American vacuum company

Bissell Inc., also known as Bissell Homecare, is an American privately owned vacuum cleaner and floor care product manufacturing corporation headquartered in Walker, Michigan. The company is the number one manufacturer of floor care products in North America in terms of sales, with 20% marketshare.

==History==
Melville Bissell developed an early carpet sweeping machine to aid in cleaning the crockery shop he and his wife Anna Sutherland Bissell owned and operated. The device was patented as the Bissell Carpet Sweeper in 1876. In 1883, Bissell built the company's first manufacturing plant in Grand Rapids, Michigan. By the 1890s the company had an international presence and was producing 1000 sweepers per day.

Melville Bissell died in 1889 and his wife Anna took over as leader of the company.
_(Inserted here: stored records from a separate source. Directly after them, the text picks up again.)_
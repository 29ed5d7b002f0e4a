//! Pipeline orchestration
//!
//! This module provides the public API for Epiform.
//! It chains formula parsing, random walk detection and aggregation into the
//! payload consumed by the sampling backend.

use tracing::debug;

use crate::aggregate::aggregate_with;
use crate::config::ParseConfig;
use crate::dataset::Dataset;
use crate::detector::detect;
use crate::error::TermError;
use crate::formula::Formula;
use crate::types::{AggregatedTerms, BackendPayload};
use crate::{EPIFORM_VERSION, PRODUCER_NAME};

/// Resolve every random walk term of `formula` against `dataset`.
///
/// # Example
/// ```ignore
/// let formula = Formula::parse("R(country, date) ~ 1 + rw(gr = country)")?;
/// let terms = random_walk_terms(&formula, &dataset)?;
/// ```
pub fn random_walk_terms(formula: &Formula, dataset: &Dataset) -> Result<AggregatedTerms, TermError> {
    TermProcessor::new().process(formula, dataset)
}

/// Convert formula text and a JSON dataset into the backend payload JSON.
///
/// # Arguments
/// * `formula` - Model formula, e.g. `"R(country, date) ~ rw(gr = country)"`
/// * `dataset_json` - Dataset in its JSON form
///
/// # Returns
/// The serialized [`BackendPayload`]
pub fn formula_to_backend_json(formula: String, dataset_json: String) -> Result<String, TermError> {
    TermProcessor::new().process_json(&formula, &dataset_json)
}

/// Term processor holding the parse configuration.
///
/// Use this when the defaults for the implicit group name or the prior scale
/// need to change.
#[derive(Debug, Clone, Default)]
pub struct TermProcessor {
    config: ParseConfig,
}

impl TermProcessor {
    /// Create a new processor with default settings
    pub fn new() -> Self {
        Self::default()
    }

    /// Create a processor with the given configuration
    pub fn with_config(config: ParseConfig) -> Self {
        Self { config }
    }

    /// Load configuration from JSON
    pub fn load_config(&mut self, json: &str) -> Result<(), TermError> {
        self.config = ParseConfig::from_json(json)?;
        Ok(())
    }

    pub fn config(&self) -> &ParseConfig {
        &self.config
    }

    /// Labels of the random walk terms in formula text
    pub fn detect(&self, formula: &str) -> Result<Vec<String>, TermError> {
        Ok(detect(&Formula::parse(formula)?))
    }

    /// Parse and aggregate the formula's random walk terms
    pub fn process(&self, formula: &Formula, dataset: &Dataset) -> Result<AggregatedTerms, TermError> {
        let labels = detect(formula);
        debug!(formula = %formula, terms = labels.len(), "detected random walk terms");
        aggregate_with(&labels, dataset, &self.config)
    }

    /// Build the backend payload for a formula and dataset
    pub fn payload(&self, formula: &Formula, dataset: &Dataset) -> Result<BackendPayload, TermError> {
        let terms = self.process(formula, dataset)?;
        Ok(BackendPayload {
            producer: PRODUCER_NAME.to_string(),
            version: EPIFORM_VERSION.to_string(),
            formula: formula.to_string(),
            fixed_effects_formula: formula.without_random_walks().to_string(),
            num_terms: terms.num_terms(),
            num_coefficients: terms.num_coefficients(),
            design: terms.design_matrix.to_sparse_parts(),
            labels: terms.labels,
            num_processes: terms.num_processes,
            periods_per_process: terms.periods_per_process,
            prior_scale: terms.prior_scale,
            coefficient_names: terms.coefficient_names,
        })
    }

    /// JSON in, JSON out
    pub fn process_json(&self, formula: &str, dataset_json: &str) -> Result<String, TermError> {
        let formula = Formula::parse(formula)?;
        let dataset = Dataset::from_json(dataset_json)?;
        let payload = self.payload(&formula, &dataset)?;
        Ok(serde_json::to_string(&payload)?)
    }
}

#[cfg(test)]
mod tests {
    use super::*;
    use pretty_assertions::assert_eq;

    fn sample_dataset_json() -> &'static str {
        r#"{
            "date_column": "date",
            "columns": [
                { "name": "date", "type": "date",
                  "values": ["2020-02-22", "2020-02-23", "2020-02-22", "2020-02-23"] },
                { "name": "country", "type": "factor", "levels": ["Italy", "Spain", "UK"],
                  "values": ["Italy", "Italy", "UK", "UK"] },
                { "name": "week", "type": "integer", "values": [8, 8, 8, 8] }
            ]
        }"#
    }

    #[test]
    fn test_process_json() {
        let json = formula_to_backend_json(
            "R(country, date) ~ 1 + rw(gr = country) + rw(week)".to_string(),
            sample_dataset_json().to_string(),
        )
        .unwrap();
        let payload: BackendPayload = serde_json::from_str(&json).unwrap();

        assert_eq!(payload.producer, PRODUCER_NAME);
        assert_eq!(payload.labels, vec!["rw(gr = country)", "rw(week)"]);
        assert_eq!(payload.num_terms, 2);
        assert_eq!(payload.num_processes, vec![2, 1]);
        assert_eq!(payload.periods_per_process, vec![2, 2, 1]);
        assert_eq!(payload.num_coefficients, 5);
        assert_eq!(payload.fixed_effects_formula, "R(country, date) ~ 1");
        assert_eq!(payload.design.rows, 4);
        assert_eq!(payload.design.w, vec![1.0; 8]);
        assert_eq!(payload.design.v, vec![1, 5, 2, 5, 3, 5, 4, 5]);
        assert_eq!(payload.design.u, vec![1, 3, 5, 7, 9]);
        assert_eq!(payload.coefficient_names[4], "rw(week)[8,all]");
    }

    #[test]
    fn test_formula_without_random_walks() {
        let formula = Formula::parse("R(country, date) ~ x").unwrap();
        let dataset = Dataset::from_json(sample_dataset_json()).unwrap();
        let terms = random_walk_terms(&formula, &dataset).unwrap();
        assert_eq!(terms, AggregatedTerms::empty(4));
    }

    #[test]
    fn test_configured_processor() {
        let mut processor = TermProcessor::new();
        processor
            .load_config(r#"{ "synthetic_group": "pooled", "default_prior_scale": 0.1 }"#)
            .unwrap();
        let formula = Formula::parse("R(country, date) ~ rw()").unwrap();
        let dataset = Dataset::from_json(sample_dataset_json()).unwrap();
        let terms = processor.process(&formula, &dataset).unwrap();
        assert_eq!(terms.prior_scale, vec![0.1]);
        assert_eq!(terms.coefficient_names[0], "rw()[2020-02-22,pooled]");
    }

    #[test]
    fn test_load_config_rejects_negative_prior_scale() {
        let mut processor = TermProcessor::new();
        let err = processor
            .load_config(r#"{"default_prior_scale": -1}"#)
            .unwrap_err();
        assert!(matches!(err, TermError::InvalidConfig(_)));
        assert_eq!(processor.config(), &ParseConfig::default());
    }

    #[test]
    fn test_invalid_formula_propagates() {
        let err = formula_to_backend_json(
            "rw(gr = country)".to_string(),
            sample_dataset_json().to_string(),
        )
        .unwrap_err();
        assert_eq!(err.code(), "INVALID_FORMULA");
    }

    #[test]
    fn test_unknown_column_propagates() {
        let err = TermProcessor::new()
            .process_json("R(country, date) ~ rw(gr = region)", sample_dataset_json())
            .unwrap_err();
        assert!(matches!(err, TermError::UnknownColumn { .. }));
    }

    #[test]
    fn test_detect() {
        let labels = TermProcessor::new()
            .detect("R(country, date) ~ rw() + (1 | country)")
            .unwrap();
        assert_eq!(labels, vec!["rw()"]);
    }
}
She served as the company president from 1889 to 1919 and chair of the board from 1919 to 1934.

Over the years the company expanded from manufacturing only mechanical sweepers to producing vacuum cleaners and carpet shampooers.

==Today==
In 2004, the company acquired a license for $62 million for the Woolite trademark for all carpet and upholstery cleaning formulas. It has also moved into the pet-care industry, manufacturing attachments and solutions designed specifically for cleaning up pet hair and stains. Whereas other competitors saw sales decline by numerous percentage points during the economic downturn, Bissell's sales remained steady. In 2009, they outpaced Hoover to take the number one position for floor-care sales in North America. Their top-selling carpet shampooer is Bissell ProHeat 2x Revolution Pet Pro which is the market leader as of 2020.

It was the title sponsor for the Bissell Pro Cycling Team. Bissell established the Bissell Pet Foundation which receives a donation for every Bissell purchase to save pets and provide grant money and assistance to various animal non-profits in all 50 US states.